Tarcísio passou esta quinta-feira tentando
negar o que parece bastante óbvio: ele está, sim, pondo o pé na água para
testar a temperatura. O texto do vídeo postado e repostado passa ao largo dos
problemas e das realizações de seu governo em São Paulo. É nacional do começo
ao fim, com preocupação explícita de mostrar que ele tem um diagnóstico dos
gargalos e das soluções para o país na ponta da língua.
A linguagem “empresarial” também guarda pouca
ou nenhuma afinidade com a ideia de um clã antissistema voltado às necessidades
judiciais do patriarca, sentido por trás da indicação do filho Zero Um. Ela é
dirigida a um público muito claro: o empresariado e a Faria Lima, justamente os
que ficaram desgostosos com a ideia de Bolsonaro de passar o bastão a um
herdeiro de sangue enquanto segue ocupando o noticiário diariamente em virtude
das vicissitudes médicas e judiciais da pena que cumpre por tentar dar um golpe
de Estado.
Na pesquisa do Ideia, Lula tem 44,4% e
Tarcísio 42,1% num eventual segundo turno, situação de empate técnico. A
diferença medida pela Quaest é um pouco maior, de 5 pontos (44% a 39%), mas
também capta o crescimento do governador paulista mesmo depois de ter sido
escanteado pelo mentor político em prol do filho.

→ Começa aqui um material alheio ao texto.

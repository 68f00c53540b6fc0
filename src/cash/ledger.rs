use hourglass_rs::SafeTimeProvider;
use serde::{Deserialize, Serialize};
use tracing::{debug, info, warn};

use crate::cash::repository::SessionRepository;
use crate::cash::rounding::CurrencyRounder;
use crate::cash::session::{CashRegisterSession, LedgerSummary, Transaction};
use crate::config::LedgerConfig;
use crate::decimal::Money;
use crate::errors::{LedgerError, Result};
use crate::events::{EventStore, LedgerEvent};
use crate::types::{PaymentMethod, SessionId};

/// outcome of the end-of-day count
#[derive(Debug, Clone, PartialEq, Eq, Serialize, Deserialize)]
pub struct ClosureResult {
    pub session_id: SessionId,
    pub theoretical_total: Money,
    pub counted_cash: Money,
    /// counted minus theoretical; negative means cash is missing
    pub difference: Money,
    pub is_balanced: bool,
    pub closing_transaction: Transaction,
}

/// single-writer state machine over one cash drawer
///
/// At most one session is open at a time. Closing is terminal for that
/// session; the next `open` starts a new one. Callers that share a ledger
/// between threads must serialize access themselves.
#[derive(Debug)]
pub struct CashRegisterLedger {
    config: LedgerConfig,
    rounder: CurrencyRounder,
    session: Option<CashRegisterSession>,
    pub events: EventStore,
}

impl CashRegisterLedger {
    pub fn new(config: LedgerConfig) -> Self {
        Self {
            config,
            rounder: CurrencyRounder::new(),
            session: None,
            events: EventStore::new(),
        }
    }

    /// rebuild a ledger around a previously persisted session
    pub fn resume(config: LedgerConfig, session: CashRegisterSession) -> Self {
        info!(session_id = %session.id, status = ?session.status, "cash register session resumed");
        Self {
            session: Some(session),
            ..Self::new(config)
        }
    }

    /// reattach to whatever session the repository has open, if any
    pub fn resume_open<R: SessionRepository>(config: LedgerConfig, repository: &R) -> Result<Self> {
        Ok(match repository.find_open()? {
            Some(session) => Self::resume(config, session),
            None => Self::new(config),
        })
    }

    pub fn config(&self) -> &LedgerConfig {
        &self.config
    }

    /// current or most recently closed session
    pub fn session(&self) -> Option<&CashRegisterSession> {
        self.session.as_ref()
    }

    pub fn is_open(&self) -> bool {
        self.session.as_ref().map_or(false, |s| s.is_open())
    }

    pub fn into_session(self) -> Option<CashRegisterSession> {
        self.session
    }

    /// open a new session with the cash already in the drawer
    pub fn open(
        &mut self,
        initial_balance: Money,
        operator_id: &str,
        time_provider: &SafeTimeProvider,
    ) -> Result<&CashRegisterSession> {
        if let Some(current) = self.session.as_ref().filter(|s| s.is_open()) {
            warn!(session_id = %current.id, "rejected open: a session is already open");
            return Err(LedgerError::SessionAlreadyOpen {
                session_id: current.id,
            });
        }

        if initial_balance.is_negative() {
            return Err(LedgerError::InvalidOpeningBalance {
                amount: initial_balance,
            });
        }

        let now = time_provider.now();
        let session = CashRegisterSession::open(initial_balance, operator_id, now);

        info!(
            session_id = %session.id,
            operator_id,
            opening_balance = %initial_balance,
            "cash register opened"
        );
        self.events.emit(LedgerEvent::SessionOpened {
            session_id: session.id,
            operator_id: operator_id.to_string(),
            opening_balance: initial_balance,
            timestamp: now,
        });

        Ok(&*self.session.insert(session))
    }

    /// record a collected payment, rounding cash to payable denominations
    pub fn record_payment(
        &mut self,
        amount: Money,
        method: PaymentMethod,
        client_ref: &str,
        time_provider: &SafeTimeProvider,
    ) -> Result<Transaction> {
        let session = open_session_mut(&mut self.session)?;

        if !amount.is_positive() {
            return Err(LedgerError::InvalidPaymentAmount { amount });
        }

        let now = time_provider.now();
        let transaction = match method {
            PaymentMethod::Cash => {
                if let Some(limit) = self.config.max_cash_payment {
                    if amount > limit {
                        return Err(LedgerError::InvalidPaymentAmount { amount });
                    }
                }
                Transaction::cash_payment(self.rounder.round(amount), client_ref, now)
            }
            PaymentMethod::Digital => Transaction::digital_payment(amount, client_ref, now),
        };

        let recorded = session.append(transaction).clone();

        debug!(
            session_id = %session.id,
            method = ?recorded.method,
            nominal = %recorded.nominal_amount,
            adjustment = %recorded.rounding_adjustment,
            settled = %recorded.settled_amount,
            "payment recorded"
        );
        self.events.emit(LedgerEvent::PaymentRecorded {
            session_id: session.id,
            transaction_id: recorded.id,
            method: recorded.method,
            nominal_amount: recorded.nominal_amount,
            rounding_adjustment: recorded.rounding_adjustment,
            settled_amount: recorded.settled_amount,
            timestamp: now,
        });

        Ok(recorded)
    }

    /// record a manual correction to the drawer (positive or negative)
    pub fn record_adjustment(
        &mut self,
        amount: Money,
        reason: &str,
        time_provider: &SafeTimeProvider,
    ) -> Result<Transaction> {
        let session = open_session_mut(&mut self.session)?;

        if amount.is_zero() {
            return Err(LedgerError::InvalidAdjustment {
                message: "adjustment amount must not be zero".to_string(),
            });
        }
        if reason.trim().is_empty() {
            return Err(LedgerError::InvalidAdjustment {
                message: "adjustment requires a reason".to_string(),
            });
        }

        let now = time_provider.now();
        let recorded = session
            .append(Transaction::adjustment(amount, reason, now))
            .clone();

        info!(session_id = %session.id, %amount, reason, "manual adjustment recorded");
        self.events.emit(LedgerEvent::AdjustmentRecorded {
            session_id: session.id,
            transaction_id: recorded.id,
            amount,
            reason: reason.to_string(),
            timestamp: now,
        });

        Ok(recorded)
    }

    /// totals for the current or last session; all zero before the first open
    pub fn summary(&self) -> LedgerSummary {
        self.session
            .as_ref()
            .map(CashRegisterSession::summary)
            .unwrap_or_default()
    }

    /// reconcile counted cash and close the session, balanced or not
    pub fn close(
        &mut self,
        counted_cash: Money,
        time_provider: &SafeTimeProvider,
    ) -> Result<ClosureResult> {
        let session = open_session_mut(&mut self.session)?;

        if counted_cash.is_negative() {
            return Err(LedgerError::InvalidCountedCash {
                amount: counted_cash,
            });
        }

        let theoretical_total = session.summary().theoretical_total;
        let difference = counted_cash - theoretical_total;
        let is_balanced = difference.abs() < self.config.balance_tolerance;

        let now = time_provider.now();
        let closing_transaction = session
            .append(Transaction::closing(counted_cash, now))
            .clone();
        session.mark_closed(counted_cash, is_balanced, now);

        if is_balanced {
            info!(session_id = %session.id, %theoretical_total, "cash register closed balanced");
        } else {
            warn!(
                session_id = %session.id,
                %theoretical_total,
                %counted_cash,
                %difference,
                "cash register closed with a discrepancy"
            );
        }
        self.events.emit(LedgerEvent::SessionClosed {
            session_id: session.id,
            theoretical_total,
            counted_cash,
            difference,
            is_balanced,
            timestamp: now,
        });

        Ok(ClosureResult {
            session_id: session.id,
            theoretical_total,
            counted_cash,
            difference,
            is_balanced,
            closing_transaction,
        })
    }

    /// hand the current session to durable storage
    pub fn save_to<R: SessionRepository>(&self, repository: &mut R) -> Result<()> {
        match &self.session {
            Some(session) => repository.save(session),
            None => Err(LedgerError::NoOpenSession),
        }
    }
}

fn open_session_mut(session: &mut Option<CashRegisterSession>) -> Result<&mut CashRegisterSession> {
    match session {
        Some(s) if !s.is_open() => {
            warn!(session_id = %s.id, "rejected operation: session is closed");
            Err(LedgerError::SessionNotOpen {
                session_id: s.id,
                status: s.status,
            })
        }
        Some(s) => Ok(s),
        None => {
            warn!("rejected operation: no session has been opened");
            Err(LedgerError::NoOpenSession)
        }
    }
}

As novas explicações de Tarcísio, tentando se
desvencilhar do chumbo grosso da extrema direita, não encerram a controvérsia,
uma vez que não trazem uma negativa cabal de que vá se candidatar. Como ele tem
um propalado temor de desafiar os desígnios do criador, diferentemente de
outras criaturas políticas que romperam os laços já nos primeiros anos depois
de eleitas, é pouco provável que vá dar o grito de independência a que vem
sendo instado pelos partidos do Centrão e pelos setores da economia que
prefeririam seu nome ao de Flávio.
As postagens, assim como o incentivo
“espontâneo” da esposa, funcionam, nessa tática de aquecimento, mais como aceno
ao próprio Bolsonaro. É como se dissesse:
— Olha, professor, estou aqui à disposição,
com fome de bola.
Para funcionar, no entanto, a tática
precisaria que Flávio se contundisse. Que se enrolasse com a Justiça, começasse
a meter os pés pelas mãos ou a cair nas pesquisas. Tudo isso sempre pode
acontecer, levando em conta o histórico da família, mas não é o que a crônica
da partida eleitoral mostra neste início de 2026.